- EXERCISE: Below are some entries. Copy each line that holds the string "None".

[Collection entries]
//! MonitorRegistry - ストリームごとの監視パイプライン台帳
//!
//! ## 目的
//!
//! - 同一ストリームへの監視パイプライン多重起動を防止
//! - 同一ストリームIDのactivate/deactivateを直列化（別ストリームは並行）
//! - 永続ストアのactiveフラグとエントリ台帳を1トランザクション内で一致させる
//!
//! エントリ挿入は永続フラグを立てた後、削除はモニタ停止完了後。
//! ソースが開けない場合はフラグをロールバックして `SourceUnavailable`。

use crate::alerts::AlertDispatcher;
use crate::error::{Error, Result};
use crate::frame_source::{FrameSourceOpener, StreamLocator};
use crate::recognizer::{RecognitionAdapter, RecognitionEngine};
use crate::recording::{Recorder, RecordingWriterFactory};
use crate::store::StreamRepository;
use crate::stream_monitor::{MonitorConfig, StreamMonitor};
use chrono::Utc;
use std::collections::HashMap;
use std::sync::Arc;
use tokio::sync::{Mutex, RwLock};

/// Result of an activation request
#[derive(Debug, Clone, Copy, PartialEq, Eq)]
pub enum ActivationOutcome {
    /// A new monitor was started
    Started,
    /// A monitor was already running for this stream (idempotent no-op)
    AlreadyActive,
}

/// Registry of running stream monitors
pub struct MonitorRegistry {
    /// ストリームID → 稼働中モニタ
    entries: Mutex<HashMap<String, StreamMonitor>>,
    /// ストリームIDごとの直列化ロック
    locks: RwLock<HashMap<String, Arc<Mutex<()>>>>,
    streams: StreamRepository,
    opener: Arc<dyn FrameSourceOpener>,
    engine: Arc<dyn RecognitionEngine>,
    writer_factory: Arc<dyn RecordingWriterFactory>,
    dispatcher: Arc<AlertDispatcher>,
    config: MonitorConfig,
}

impl MonitorRegistry {
    pub fn new(
        streams: StreamRepository,
        opener: Arc<dyn FrameSourceOpener>,
        engine: Arc<dyn RecognitionEngine>,
        writer_factory: Arc<dyn RecordingWriterFactory>,
        dispatcher: Arc<AlertDispatcher>,
        config: MonitorConfig,
    ) -> Self {
        Self {
            entries: Mutex::new(HashMap::new()),
            locks: RwLock::new(HashMap::new()),
            streams,
            opener,
            engine,
            writer_factory,
            dispatcher,
            config,
        }
    }

    /// Start monitoring a stream.
    ///
    /// 手順: 稼働中なら何もしない → 永続フラグON → ソースopen
    /// （失敗時はフラグをロールバック）→ モニタ起動 → エントリ挿入。
    pub async fn activate(&self, stream_id: &str, locator: &str) -> Result<ActivationOutcome> {
        let lock = self.get_or_create_lock(stream_id).await;
        let _guard = lock.lock().await;

        // 稼働中エントリがあればidempotentに成功、死んでいれば回収
        let stale = {
            let mut entries = self.entries.lock().await;
            match entries.get(stream_id) {
                Some(monitor) if monitor.is_running() => {
                    tracing::info!(
                        stream_id = %stream_id,
                        "Activation is a no-op, monitor already running"
                    );
                    return Ok(ActivationOutcome::AlreadyActive);
                }
                Some(_) => entries.remove(stream_id),
                None => None,
            }
        };
        if let Some(dead) = stale {
            tracing::info!(stream_id = %stream_id, "Reaping dead monitor before restart");
            dead.stop().await;
        }

        let locator = StreamLocator::parse(locator);

        // Durable flag first; the entry is only inserted afterwards
        self.streams
            .set_active(stream_id, true, Some(Utc::now()))
            .await?;

        let source = match self.opener.open(&locator).await {
            Ok(source) => source,
            Err(e) => {
                // ロールバック: フラグを倒して失敗を返す
                if let Err(rollback_err) = self.streams.set_active(stream_id, false, None).await {
                    tracing::error!(
                        stream_id = %stream_id,
                        error = %rollback_err,
                        "Rollback of activation flag failed"
                    );
                }
                tracing::warn!(
                    stream_id = %stream_id,
                    locator = %locator,
                    error = %e,
                    "Activation failed, source unavailable"
                );
                return Err(Error::SourceUnavailable(format!(
                    "cannot open {}: {}",
                    locator, e
                )));
            }
        };

        let adapter = RecognitionAdapter::new(self.engine.clone(), self.config.sample_interval);
        let recorder = Recorder::new(
            stream_id,
            self.writer_factory.clone(),
            self.config.grace_frames,
        );
        let monitor = StreamMonitor::start(
            stream_id.to_string(),
            source,
            adapter,
            recorder,
            self.dispatcher.clone(),
            self.streams.clone(),
            &self.config,
        );

        self.entries
            .lock()
            .await
            .insert(stream_id.to_string(), monitor);

        tracing::info!(stream_id = %stream_id, locator = %locator, "Stream activated");
        Ok(ActivationOutcome::Started)
    }

    /// Stop monitoring a stream.
    ///
    /// エントリがなくても永続フラグは必ず倒す（モニタが先に死んだ
    /// ストリームのdeactivateをサポート）。
    pub async fn deactivate(&self, stream_id: &str) -> Result<()> {
        let lock = self.get_or_create_lock(stream_id).await;
        let _guard = lock.lock().await;

        let entry = self.entries.lock().await.remove(stream_id);
        match entry {
            Some(monitor) => {
                monitor.stop().await;
                tracing::info!(stream_id = %stream_id, "Stream deactivated");
            }
            None => {
                tracing::debug!(
                    stream_id = %stream_id,
                    "Deactivate with no running monitor, updating flag only"
                );
            }
        }

        self.streams.set_active(stream_id, false, None).await?;
        Ok(())
    }

    /// Stop every monitor and mark its stream inactive (clean shutdown)
    pub async fn shutdown(&self) {
        let drained: Vec<(String, StreamMonitor)> =
            self.entries.lock().await.drain().collect();

        for (stream_id, monitor) in drained {
            monitor.stop().await;
            if let Err(e) = self.streams.set_active(&stream_id, false, None).await {
                tracing::error!(
                    stream_id = %stream_id,
                    error = %e,
                    "Failed to mark stream inactive during shutdown"
                );
            }
        }

        tracing::info!("Monitor registry shut down");
    }

    /// Number of live monitors
    pub async fn active_count(&self) -> usize {
        self.entries
            .lock()
            .await
            .values()
            .filter(|m| m.is_running())
            .count()
    }

    /// ストリームIDに対応するロックを取得（なければ作成）
    async fn get_or_create_lock(&self, stream_id: &str) -> Arc<Mutex<()>> {
        // 読み取りロックでまず確認
        {
            let locks = self.locks.read().await;
            if let Some(lock) = locks.get(stream_id) {
                return lock.clone();
            }
        }

        // なければ書き込みロックで作成
        let mut locks = self.locks.write().await;
        locks
            .entry(stream_id.to_string())
            .or_insert_with(|| Arc::new(Mutex::new(())))
            .clone()
    }
}

#[cfg(test)]
mod tests {
    use super::*;
    use crate::store::test_pool;
    use crate::test_support::{
        dispatcher_with, CountingObjectStore, CountingSink, MemFactory, ScriptedEngine,
        ScriptedOpener, SharedJournal,
    };
    use std::time::Duration;

    struct Harness {
        registry: Arc<MonitorRegistry>,
        streams: StreamRepository,
        opener: Arc<ScriptedOpener>,
    }

    async fn harness(opener: ScriptedOpener) -> Harness {
        let pool = test_pool().await;
        let streams = StreamRepository::new(pool.clone());
        let opener = Arc::new(opener);
        let dispatcher = dispatcher_with(
            Arc::new(CountingObjectStore::ok()),
            Arc::new(CountingSink::new()),
            pool,
        )
        .await;

        let config = MonitorConfig {
            buffer_capacity: 16,
            pop_timeout: Duration::from_millis(100),
            sample_interval: 1,
            grace_frames: 3,
        };

        let registry = Arc::new(MonitorRegistry::new(
            streams.clone(),
            opener.clone(),
            Arc::new(ScriptedEngine::never_match()),
            MemFactory::shared(&SharedJournal::new()),
            dispatcher,
            config,
        ));

        Harness {
            registry,
            streams,
            opener,
        }
    }

    #[tokio::test]
    async fn test_activate_is_idempotent() {
        let h = harness(ScriptedOpener::working_endless()).await;
        let row = h.streams.create("scripted://a").await.unwrap();

        let first = h.registry.activate(&row.stream_id, "scripted://a").await.unwrap();
        let second = h.registry.activate(&row.stream_id, "scripted://a").await.unwrap();

        assert_eq!(first, ActivationOutcome::Started);
        assert_eq!(second, ActivationOutcome::AlreadyActive);
        assert_eq!(h.opener.open_count(), 1);
        assert_eq!(h.registry.active_count().await, 1);

        let row = h.streams.get(&row.stream_id).await.unwrap().unwrap();
        assert!(row.active);
        assert!(row.started_at.is_some());

        h.registry.shutdown().await;
    }

    #[tokio::test]
    async fn test_concurrent_activations_start_one_monitor() {
        let h = harness(ScriptedOpener::working_endless()).await;
        let row = h.streams.create("scripted://b").await.unwrap();

        let mut handles = Vec::new();
        for _ in 0..8 {
            let registry = h.registry.clone();
            let id = row.stream_id.clone();
            handles.push(tokio::spawn(async move {
                registry.activate(&id, "scripted://b").await.unwrap()
            }));
        }

        let mut started = 0;
        for handle in handles {
            if handle.await.unwrap() == ActivationOutcome::Started {
                started += 1;
            }
        }

        assert_eq!(started, 1);
        assert_eq!(h.opener.open_count(), 1);
        assert_eq!(h.registry.active_count().await, 1);

        h.registry.shutdown().await;
    }

    #[tokio::test]
    async fn test_deactivate_stops_and_clears_flag() {
        let h = harness(ScriptedOpener::working_endless()).await;
        let row = h.streams.create("scripted://c").await.unwrap();

        h.registry.activate(&row.stream_id, "scripted://c").await.unwrap();
        h.registry.deactivate(&row.stream_id).await.unwrap();

        assert_eq!(h.registry.active_count().await, 0);
        let record = h.streams.get(&row.stream_id).await.unwrap().unwrap();
        assert!(!record.active);

        // Deactivating again (no entry) still succeeds and keeps the flag down
        h.registry.deactivate(&row.stream_id).await.unwrap();
        let record = h.streams.get(&row.stream_id).await.unwrap().unwrap();
        assert!(!record.active);
    }

    #[tokio::test]
    async fn test_source_unavailable_rolls_back_flag() {
        let h = harness(ScriptedOpener::broken()).await;
        let row = h.streams.create("scripted://dead").await.unwrap();

        let result = h.registry.activate(&row.stream_id, "scripted://dead").await;
        assert!(matches!(result, Err(Error::SourceUnavailable(_))));

        assert_eq!(h.registry.active_count().await, 0);
        let record = h.streams.get(&row.stream_id).await.unwrap().unwrap();
        assert!(!record.active);
    }

    #[tokio::test]
    async fn test_dead_monitor_is_replaced_on_activate() {
        // Source delivers 3 frames then dies; the monitor terminates on
        // its own and a later activate starts a fresh one.
        let h = harness(ScriptedOpener::working_finite(3)).await;
        let row = h.streams.create("scripted://flaky").await.unwrap();

        let first = h.registry.activate(&row.stream_id, "scripted://flaky").await.unwrap();
        assert_eq!(first, ActivationOutcome::Started);

        // Wait for the pipeline to consume the stream and die
        let deadline = std::time::Instant::now() + Duration::from_secs(5);
        while h.registry.active_count().await > 0 {
            assert!(std::time::Instant::now() < deadline);
            tokio::time::sleep(Duration::from_millis(10)).await;
        }

        // Source loss marked the row inactive on its own
        let record = h.streams.get(&row.stream_id).await.unwrap().unwrap();
        assert!(!record.active);

        let second = h.registry.activate(&row.stream_id, "scripted://flaky").await.unwrap();
        assert_eq!(second, ActivationOutcome::Started);
        assert_eq!(h.opener.open_count(), 2);

        h.registry.shutdown().await;
    }

    #[tokio::test]
    async fn test_monitors_for_different_streams_run_in_parallel() {
        let h = harness(ScriptedOpener::working_endless()).await;
        let a = h.streams.create("scripted://a").await.unwrap();
        let b = h.streams.create("scripted://b").await.unwrap();

        h.registry.activate(&a.stream_id, "scripted://a").await.unwrap();
        h.registry.activate(&b.stream_id, "scripted://b").await.unwrap();
        assert_eq!(h.registry.active_count().await, 2);

        h.registry.deactivate(&a.stream_id).await.unwrap();
        assert_eq!(h.registry.active_count().await, 1);

        h.registry.shutdown().await;
        assert_eq!(h.registry.active_count().await, 0);
    }
}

- YOUR SOLUTION:
                None => None,
                if let Err(rollback_err) = self.streams.set_active(stream_id, false, None).await {
            None => {
        self.streams.set_active(stream_id, false, None).await?;
            if let Err(e) = self.streams.set_active(&stream_id, false, None).await {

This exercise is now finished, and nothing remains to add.